Life expectancy in the United States is already much lower than most other high-income countries and is expected to fall even further behind by 2030, new research published today predicts.
According to the most recent government figures, life expectancy at birth in the United States is 76.3 years for men and 81.2 years for women.
Using a number of forecasting models, researchers from the U.K. predict life expectancy in the U.S. will improve to 83.3 years for women and 79.5 years for men by the year 2030.
But despite these modest gains, the United States is still lagging behind other developed countries.
“The USA has the highest child and maternal mortality, homicide rate, and body-mass index of any high-income country, and was the first of high-income countries to experience a halt or possibly reversal of increase in height in adulthood, which is associated with higher longevity,” the authors write.
The United States also lacks universal health coverage available in other high-income countries and has the largest share of unmet health care needs due to financial costs.
The study, published in The Lancet, predicts and ranks life expectancy for 35 developed countries across Asia, North and Latin America, Australia, and Europe.
The findings predict life expectancy is likely to be highest for women in South Korea at 90.8 years, France at 88.6 years, and Japan at 88.4 years. For men, life expectancies will be highest in South Korea at 84.1 years, and Australia and Switzerland, both at 84 years.
The researchers say other nations, particularly the United States, could take lessons from these countries when it comes to improving life expectancies.
“For example, South Korea projected gains may be the result of continued improvements in economic status which has improved nutrition for children, access to health care and medical technology across the whole population,” study author James Bennett, PhD, of Imperial College London, told CBS News. “South Korea has lower disease risk factors — for example, they appear better at dealing with high blood pressure and have low rates of obesity. A very equitable society means that the whole population has benefitted from improvements.”
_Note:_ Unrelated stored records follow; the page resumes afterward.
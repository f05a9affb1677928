/*!
# Argset: Flag Kinds.
*/

use std::fmt;



#[derive(Debug, Clone, Copy, Eq, Hash, Ord, PartialEq, PartialOrd)]
/// # Flag Kind.
///
/// The behavioral class of a (resolved) flag. Aliases have no kind of their
/// own; asking an alias for its kind returns the kind of whatever it
/// ultimately points to.
pub enum FlagKind {
	/// # Single Value.
	///
	/// Takes the next token as its value, unless that token is itself a flag.
	Single,

	/// # Multiple Values.
	///
	/// Takes every following token up to the next flag.
	Multi,

	/// # Boolean Switch.
	///
	/// Never takes a value; presence means `true`.
	Switch,
}

impl fmt::Display for FlagKind {
	#[inline]
	fn fmt(&self, f: &mut fmt::Formatter<'_>) -> fmt::Result {
		f.write_str(self.as_str())
	}
}

impl FlagKind {
	#[must_use]
	/// # As String Slice.
	pub const fn as_str(self) -> &'static str {
		match self {
			Self::Single => "single",
			Self::Multi => "multi",
			Self::Switch => "switch",
		}
	}
}



#[derive(Debug, Clone, Copy, Eq, PartialEq)]
/// # Flag Value.
///
/// A borrowed view of a resolved flag's current value, returned by
/// [`FlagSet::value`](crate::FlagSet::value) and
/// [`AliasFlag::value`](crate::AliasFlag::value) when the concrete kind isn't
/// known statically.
pub enum FlagValue<'a> {
	/// # Single.
	Single(Option<&'a str>),

	/// # Multi.
	Multi(&'a [String]),

	/// # Switch.
	Switch(bool),
}

impl<'a> FlagValue<'a> {
	#[must_use]
	/// # Kind.
	pub const fn kind(&self) -> FlagKind {
		match self {
			Self::Single(_) => FlagKind::Single,
			Self::Multi(_) => FlagKind::Multi,
			Self::Switch(_) => FlagKind::Switch,
		}
	}

	#[must_use]
	/// # As Single.
	///
	/// Return the single value, if this is a single and it has one.
	pub const fn as_single(&self) -> Option<&'a str> {
		if let Self::Single(v) = self { *v } else { None }
	}

	#[must_use]
	/// # As Multi.
	///
	/// Return the values, if this is a multi.
	pub const fn as_multi(&self) -> Option<&'a [String]> {
		if let Self::Multi(v) = self { Some(*v) } else { None }
	}

	#[must_use]
	/// # As Switch.
	///
	/// Return the boolean, if this is a switch.
	pub const fn as_switch(&self) -> Option<bool> {
		if let Self::Switch(v) = self { Some(*v) } else { None }
	}
}



#[derive(Debug, Clone, Eq, PartialEq)]
/// # Stored Value.
///
/// The payload held by each node in a [`FlagSet`](crate::FlagSet) arena.
pub(super) enum Value {
	/// # Single.
	Single(Option<String>),

	/// # Multi.
	Multi(Vec<String>),

	/// # Switch.
	Switch(bool),

	/// # Alias.
	///
	/// The arena index of the target, which is always lower than the alias's
	/// own index.
	Alias(usize),
}

impl Value {
	/// # As Flag Value.
	///
	/// Aliases have nothing to show for themselves and return `None`.
	pub(super) fn as_flag_value(&self) -> Option<FlagValue<'_>> {
		match self {
			Self::Single(v) => Some(FlagValue::Single(v.as_deref())),
			Self::Multi(v) => Some(FlagValue::Multi(v.as_slice())),
			Self::Switch(v) => Some(FlagValue::Switch(*v)),
			Self::Alias(_) => None,
		}
	}
}
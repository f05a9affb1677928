/*!
# Argset

[![license](https://img.shields.io/badge/license-wtfpl-ff1493?style=flat-square)](https://en.wikipedia.org/wiki/WTFPL)

This crate provides a small registry-based CLI flag parser called [`FlagSet`], along with a "did you mean" helper called [`Suggestor`] for when users fat-finger a flag name.

Unlike streaming parsers, a [`FlagSet`] knows about every flag up front. You register names (and kinds) first, [parse](FlagSet::parse) the arguments exactly once, then read the results back out using the typed handles returned during registration.

Four kinds of flags are supported:

| Kind | Matches | Value |
| ---- | ------- | ----- |
| [Single](FlagSet::single) | `--name value` | The next token, unless it's another flag. |
| [Multi](FlagSet::multi) | `--name a b c` | Every token up to the next flag. |
| [Switch](FlagSet::switch) | `--name` | `true`. |
| [Alias](FlagSet::alias) | `-n` | Whatever its target has. |

Tokens that match nothing are collected as-are; what to do with them is _entirely up to you_. Some might be paths; others might be typos, in which case a [`Suggestor`] can help point the user in the right direction.



## Crate Features

| Feature | Description | Default |
| ------- | ----------- | ------- |
| `docsrs` | Docs.rs workaround; don't enable this. | N |



## Logging

Registration and parsing emit [`tracing`](https://crates.io/crates/tracing) events at `DEBUG` (summaries) and `TRACE` (per-token detail) levels. They're free unless a subscriber is installed.



## Example

```
use argset::{ArgVec, FlagSet, FlagState};

// Register.
let mut set = FlagSet::new();
let help = set.switch("--help").unwrap();
let h = set.alias("-h", help).unwrap();
let verbose = set.switch("--verbose").unwrap();
let threads = set.single_with("--threads", "1").unwrap();
let paths = set.multi("--paths").unwrap();

// Parse. Normally you'd use ArgVec::from_env or FlagSet::parse_env, but
// this will do for the example.
let args: ArgVec = ["app", "--verbsoe", "--threads", "4", "--paths", "a", "b"]
    .into_iter()
    .collect();
set.parse(&args).unwrap();

// Read!
assert!(! help.value(&set));
assert_eq!(h.state(&set), FlagState::Absent);
assert_eq!(threads.value(&set), Some("4"));
assert_eq!(paths.value(&set), ["a", "b"]);

// Hmm, that typo didn't match anything…
assert!(! verbose.value(&set));
assert_eq!(set.unmatched(), ["--verbsoe"]);

// …but it's close to something that does.
let sug = set.suggestor();
assert_eq!(sug.suggest("--verbsoe"), Some("--verbose"));
```
*/

#![forbid(unsafe_code)]

#![deny(
	clippy::allow_attributes_without_reason,
	clippy::correctness,
	unreachable_pub,
)]

#![warn(
	clippy::complexity,
	clippy::nursery,
	clippy::pedantic,
	clippy::perf,
	clippy::style,

	clippy::allow_attributes,
	clippy::clone_on_ref_ptr,
	clippy::create_dir,
	clippy::filetype_is_file,
	clippy::format_push_string,
	clippy::get_unwrap,
	clippy::impl_trait_in_params,
	clippy::lossy_float_literal,
	clippy::missing_assert_message,
	clippy::missing_docs_in_private_items,
	clippy::needless_raw_strings,
	clippy::panic_in_result_fn,
	clippy::pub_without_shorthand,
	clippy::rest_pat_in_fully_bound_structs,
	clippy::semicolon_inside_block,
	clippy::str_to_string,
	clippy::string_to_string,
	clippy::todo,
	clippy::undocumented_unsafe_blocks,
	clippy::unneeded_field_pattern,
	clippy::unseparated_literal_suffix,
	clippy::unwrap_in_result,

	macro_use_extern_crate,
	missing_copy_implementations,
	missing_docs,
	non_ascii_idents,
	trivial_casts,
	trivial_numeric_casts,
	unused_crate_dependencies,
	unused_extern_crates,
	unused_import_braces,
)]

#![cfg_attr(docsrs, feature(doc_cfg))]



mod argv;
mod error;
mod flag;
mod iter;
mod suggest;

pub use argv::ArgVec;
pub use error::FlagError;
pub use flag::{
	AliasFlag,
	FlagId,
	FlagKind,
	FlagSet,
	FlagState,
	FlagValue,
	MultiFlag,
	ParseReport,
	SingleFlag,
	SwitchFlag,
};
pub use iter::Args;
pub use suggest::{
	damerau_levenshtein,
	levenshtein,
	Distance,
	Fallback,
	LetterSet,
	Suggestor,
};

// Dev-dependencies are only used by the benches and demo.
#[cfg(test)] use brunch as _;
#[cfg(test)] use tracing_subscriber as _;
Unlike other studies, which typically rely on a single model to predict life expectancy, the researchers used a statistical technique used in weather forecasting to develop 21 models to predict life expectancy in the countries studied.
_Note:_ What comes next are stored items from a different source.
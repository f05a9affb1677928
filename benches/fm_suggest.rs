/*!
# Benchmark: `argset::Suggestor`
*/

use brunch::{
	Bench,
	benches,
};
use argset::{
	Distance,
	Fallback,
	Suggestor,
};

/// # Vocabulary.
const NAMES: [&str; 12] = [
	"-h", "--help", "-V", "--version", "-v", "--verbose",
	"-q", "--quiet", "--threads", "--paths", "--output", "--dry-run",
];

/// # Suggestor.
fn suggestor() -> Suggestor { Suggestor::new(NAMES) }

benches!(
	Bench::new("argset::levenshtein(--verbsoe, --verbose)")
		.run(|| argset::levenshtein("--verbsoe", "--verbose")),

	Bench::new("argset::damerau_levenshtein(--verbsoe, --verbose)")
		.run(|| argset::damerau_levenshtein("--verbsoe", "--verbose")),

	Bench::spacer(),

	Bench::new("argset::Suggestor::new(x12)")
		.run(suggestor),

	Bench::spacer(),

	Bench::new("argset::Suggestor::suggest(--verbsoe)")
		.run_seeded_with(suggestor, |s| s.suggest("--verbsoe").is_some()),

	Bench::new("argset::Suggestor::suggest(--thrds)")
		.run_seeded_with(suggestor, |s| s.suggest("--thrds").is_some()),

	Bench::new("argset::Suggestor::suggest(--thrds) [Always]")
		.run_seeded_with(
			|| suggestor().with_fallback(Fallback::Always),
			|s| s.suggest("--thrds").is_some(),
		),

	Bench::new("argset::Suggestor::suggest(--thrds) [Damerau]")
		.run_seeded_with(
			|| suggestor().with_distance(Distance::DamerauLevenshtein),
			|s| s.suggest("--thrds").is_some(),
		),
);
use serde::{Deserialize, Serialize};
use std::time::Duration;

use crate::ai::RetryPolicy;
use crate::journal::{JournalConfig, Thumbnailer};

#[derive(Debug, Clone, Serialize, Deserialize)]
pub struct Config {
    // AI service
    pub gemini_api_key: String,
    pub gemini_model: String,
    pub gemini_base_url: String,
    /// Serve canned analyses instead of calling the service.
    pub demo_mode: bool,

    // Retry
    pub retry_max_retries: u32,
    pub retry_initial_delay_ms: u64,
    pub retry_multiplier: u32,
    pub retry_max_delay_ms: u64,

    // Journal
    pub journal_dir: String,
    pub journal_capacity: usize,
    pub storage_quota_bytes: usize,
    pub thumbnail_max_side: u32,
    pub thumbnail_quality: u8,

    // Client throttle
    pub cooldown_secs: u64,

    // Logging
    pub log_level: String,
}

impl Config {
    pub fn from_env() -> Self {
        dotenvy::dotenv().ok();

        let env = |key: &str, default: &str| -> String {
            std::env::var(key).unwrap_or_else(|_| default.to_string())
        };

        let gemini_api_key = env("GEMINI_API_KEY", "");
        let demo_default = if gemini_api_key.is_empty() { "true" } else { "false" };

        Config {
            demo_mode: env("DEMO_MODE", demo_default).to_lowercase() == "true",
            gemini_api_key,
            gemini_model: env("GEMINI_MODEL", "gemini-2.0-flash"),
            gemini_base_url: env(
                "GEMINI_BASE_URL",
                "https://generativelanguage.googleapis.com",
            ),
            retry_max_retries: env("RETRY_MAX_RETRIES", "3").parse().unwrap_or(3),
            retry_initial_delay_ms: env("RETRY_INITIAL_DELAY_MS", "2000").parse().unwrap_or(2000),
            retry_multiplier: env("RETRY_MULTIPLIER", "2").parse().unwrap_or(2),
            retry_max_delay_ms: env("RETRY_MAX_DELAY_MS", "8000").parse().unwrap_or(8000),
            journal_dir: env("JOURNAL_DIR", "data"),
            journal_capacity: env("JOURNAL_CAPACITY", "50").parse().unwrap_or(50),
            storage_quota_bytes: env("STORAGE_QUOTA_BYTES", "5242880")
                .parse()
                .unwrap_or(5 * 1024 * 1024), // browser local-storage budget
            thumbnail_max_side: env("THUMBNAIL_MAX_SIDE", "200").parse().unwrap_or(200),
            thumbnail_quality: env("THUMBNAIL_QUALITY", "70").parse().unwrap_or(70),
            cooldown_secs: env("COOLDOWN_SECS", "10").parse().unwrap_or(10),
            log_level: env("LOG_LEVEL", "info"),
        }
    }

    pub fn retry_policy(&self) -> RetryPolicy {
        RetryPolicy {
            max_retries: self.retry_max_retries,
            initial_delay: Duration::from_millis(self.retry_initial_delay_ms),
            multiplier: self.retry_multiplier,
            max_delay: Duration::from_millis(self.retry_max_delay_ms),
        }
    }

    pub fn journal_config(&self) -> JournalConfig {
        JournalConfig {
            capacity: self.journal_capacity.max(1),
        }
    }

    pub fn thumbnailer(&self) -> Thumbnailer {
        Thumbnailer {
            max_side: self.thumbnail_max_side.max(1),
            quality: self.thumbnail_quality,
        }
    }

    pub fn cooldown(&self) -> Duration {
        Duration::from_secs(self.cooldown_secs)
    }
}
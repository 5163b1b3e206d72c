use async_trait::async_trait;
use chrono::{DateTime, Duration, Utc};
use std::collections::VecDeque;
use std::io::Cursor;
use std::sync::atomic::{AtomicUsize, Ordering};
use std::sync::Mutex;

use crate::ai::{ChartImage, ServiceError, VisionModel};
use crate::clock::Clock;
use crate::config::Config;
use crate::models::{AnalysisRecord, Confidence, Decision, JournalEntry, Outcome, TradeMode, TradingPlan};

pub const SAMPLE_REPLY: &str = r#"{
  "decision": "BUY",
  "confidenceScore": "High",
  "summary": "Higher low held at demand, momentum turning up.",
  "tradingPlan": {
    "entryArea": "1.0840 - 1.0845",
    "targetPrice": "1.0890",
    "stopLoss": "1.0825",
    "riskRewardRatio": "1:2.5"
  }
}"#;

pub fn default_test_config() -> Config {
    let mut cfg = Config::from_env();
    cfg.gemini_api_key = "test-key".to_string();
    cfg.demo_mode = false;
    cfg.journal_dir = std::env::temp_dir()
        .join(format!("chart_journal_test_{}", std::process::id()))
        .to_string_lossy()
        .to_string();
    cfg
}

pub fn sample_analysis() -> AnalysisRecord {
    AnalysisRecord {
        decision: Decision::Buy,
        confidence_score: Confidence::High,
        is_demo: false,
        summary: "Higher low held at demand, momentum turning up.".to_string(),
        trading_plan: TradingPlan {
            entry_area: "1.0840 - 1.0845".to_string(),
            target_price: "1.0890".to_string(),
            stop_loss: "1.0825".to_string(),
            risk_reward_ratio: "1:2.5".to_string(),
        },
    }
}

pub fn make_entry(id: &str, created_at: DateTime<Utc>, mode: TradeMode, outcome: Outcome) -> JournalEntry {
    let analysis = sample_analysis();
    JournalEntry {
        id: id.to_string(),
        created_at,
        mode,
        thumbnail: String::new(),
        image_file_name: "chart.png".to_string(),
        decision: analysis.decision,
        confidence: analysis.confidence_score,
        analysis,
        outcome,
        outcome_updated_at: None,
        pair: None,
        notes: None,
        pnl: None,
        is_confluence: false,
    }
}

/// A `width` x `height` PNG with a diagonal gradient.
pub fn make_png(width: u32, height: u32) -> Vec<u8> {
    let img = image::RgbImage::from_fn(width, height, |x, y| {
        image::Rgb([(x * 255 / width.max(1)) as u8, (y * 255 / height.max(1)) as u8, 96])
    });
    let mut buf = Cursor::new(Vec::new());
    img.write_to(&mut buf, image::ImageFormat::Png).unwrap();
    buf.into_inner()
}

/// Clock that advances one second per reading.
pub struct StepClock {
    next: Mutex<DateTime<Utc>>,
}

impl Default for StepClock {
    fn default() -> Self {
        let start = DateTime::parse_from_rfc3339("2024-01-15T12:00:00Z")
            .unwrap()
            .with_timezone(&Utc);
        Self {
            next: Mutex::new(start),
        }
    }
}

impl Clock for StepClock {
    fn now(&self) -> DateTime<Utc> {
        let mut next = self.next.lock().unwrap();
        let now = *next;
        *next = now + Duration::seconds(1);
        now
    }
}

/// Model that replays canned replies in order.
pub struct ScriptedModel {
    replies: Mutex<VecDeque<Result<String, ServiceError>>>,
    calls: AtomicUsize,
}

impl ScriptedModel {
    pub fn new(replies: Vec<Result<String, ServiceError>>) -> Self {
        Self {
            replies: Mutex::new(replies.into()),
            calls: AtomicUsize::new(0),
        }
    }

    pub fn calls(&self) -> usize {
        self.calls.load(Ordering::SeqCst)
    }
}

#[async_trait]
impl VisionModel for ScriptedModel {
    async fn generate(&self, _prompt: &str, _images: &[ChartImage]) -> Result<String, ServiceError> {
        self.calls.fetch_add(1, Ordering::SeqCst);
        self.replies
            .lock()
            .unwrap()
            .pop_front()
            .unwrap_or_else(|| Err(ServiceError::new("no scripted reply left")))
    }
}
Studying life expectancy is important, the authors say, because increasing life expectancies will have major implications for health and social services and countries will need to adapt and create new policies to support healthy aging. This may include increase investment in health and social care and possibly changes to retirement age.
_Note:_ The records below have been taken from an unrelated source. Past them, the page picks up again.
use std::fs;
use std::path::{Path, PathBuf};
use tracing::{debug, warn};

use crate::storage::{KeyValueStore, StorageError};

/// One JSON file per key under a directory.
pub struct FileStore {
    dir: PathBuf,
    quota: Option<usize>,
}

impl FileStore {
    pub fn new(dir: impl AsRef<Path>) -> Self {
        Self {
            dir: dir.as_ref().to_path_buf(),
            quota: None,
        }
    }

    /// Reject any single value larger than `quota_bytes`.
    pub fn with_quota(mut self, quota_bytes: usize) -> Self {
        self.quota = Some(quota_bytes);
        self
    }

    fn path_for(&self, key: &str) -> PathBuf {
        let safe: String = key
            .chars()
            .map(|c| if c.is_ascii_alphanumeric() || c == '-' || c == '_' { c } else { '_' })
            .collect();
        self.dir.join(format!("{safe}.json"))
    }
}

impl KeyValueStore for FileStore {
    fn read(&self, key: &str) -> Option<String> {
        let path = self.path_for(key);
        match fs::read_to_string(&path) {
            Ok(raw) => Some(raw),
            Err(e) if e.kind() == std::io::ErrorKind::NotFound => None,
            Err(e) => {
                warn!("Failed to read {}: {}", path.display(), e);
                None
            }
        }
    }

    fn write(&self, key: &str, value: &str) -> Result<(), StorageError> {
        if let Some(quota) = self.quota {
            if value.len() > quota {
                return Err(StorageError::QuotaExceeded {
                    needed: value.len(),
                    quota,
                });
            }
        }

        fs::create_dir_all(&self.dir)?;
        let path = self.path_for(key);
        // Replace atomically: sibling temp file, then rename.
        let tmp = path.with_extension("json.tmp");
        fs::write(&tmp, value)?;
        fs::rename(&tmp, &path)?;
        debug!("Wrote {} bytes to {}", value.len(), path.display());
        Ok(())
    }

    fn remove(&self, key: &str) {
        let path = self.path_for(key);
        if let Err(e) = fs::remove_file(&path) {
            if e.kind() != std::io::ErrorKind::NotFound {
                warn!("Failed to remove {}: {}", path.display(), e);
            }
        }
    }
}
“As recently as the turn of the century, many researchers believed that life expectancy would never surpass 90 years,” lead author Prof. Majid Ezzati, of Imperial College London, said in a statement. “Our predictions of increasing lifespans highlight our public health and health care successes. However, it is important that policies to support the growing older population are in place. In particular, we will need to both strengthen our health and social care systems and to establish alternative models of care such as technology-assisted home care.”
In addition to calculating life expectancy at birth, the study authors projected how long people aged 65 years in each country were likely to live in 2030. They found that in 11 of the 35 countries studied, 65-year-old women were likely to live an additional 24 years, while 65-year-old men were likely to live an additional 20 years in 22 of the countries. This suggests that older populations are likely to continue to grow across developed countries.
The authors note that the study cannot take into account certain changes within countries that could impact life expectancy, including the possibility of major political upheaval that can affect social and health care systems.
Dr. Ailiana Santosa, of the Center for Demographic and Aging Research at Umeå University in Sweden, says that a crucial point the study is missing is whether or not a longer life also translates to better health.
“People will live longer in the future, but do they live longer and healthier? I think this point is really important to explore further,” she told CBS News. “Our population is aging, but are they healthier?”
In an accompanying editorial, Santosa emphasizes that universal health coverage is key to maintaining populations that continue to live longer.
“Forecasting life expectancy at birth and at age 65 years can help governments and health services to make the right investments in health, such as averting deaths due to infectious diseases and reducing maternal and child mortality,” she writes. “Achieving universal health coverage is worthy, plausible, and needs to be continued.”
Citizens can also do their part by living a healthy lifestyle, including a healthy diet, exercise, and avoidance of smoking.
“For individuals, extra years of life expectancy does not necessarily mean extra years of healthy life,” Bennett said. “Individuals need to take care to remain healthy so as to remain disease free into older ages.”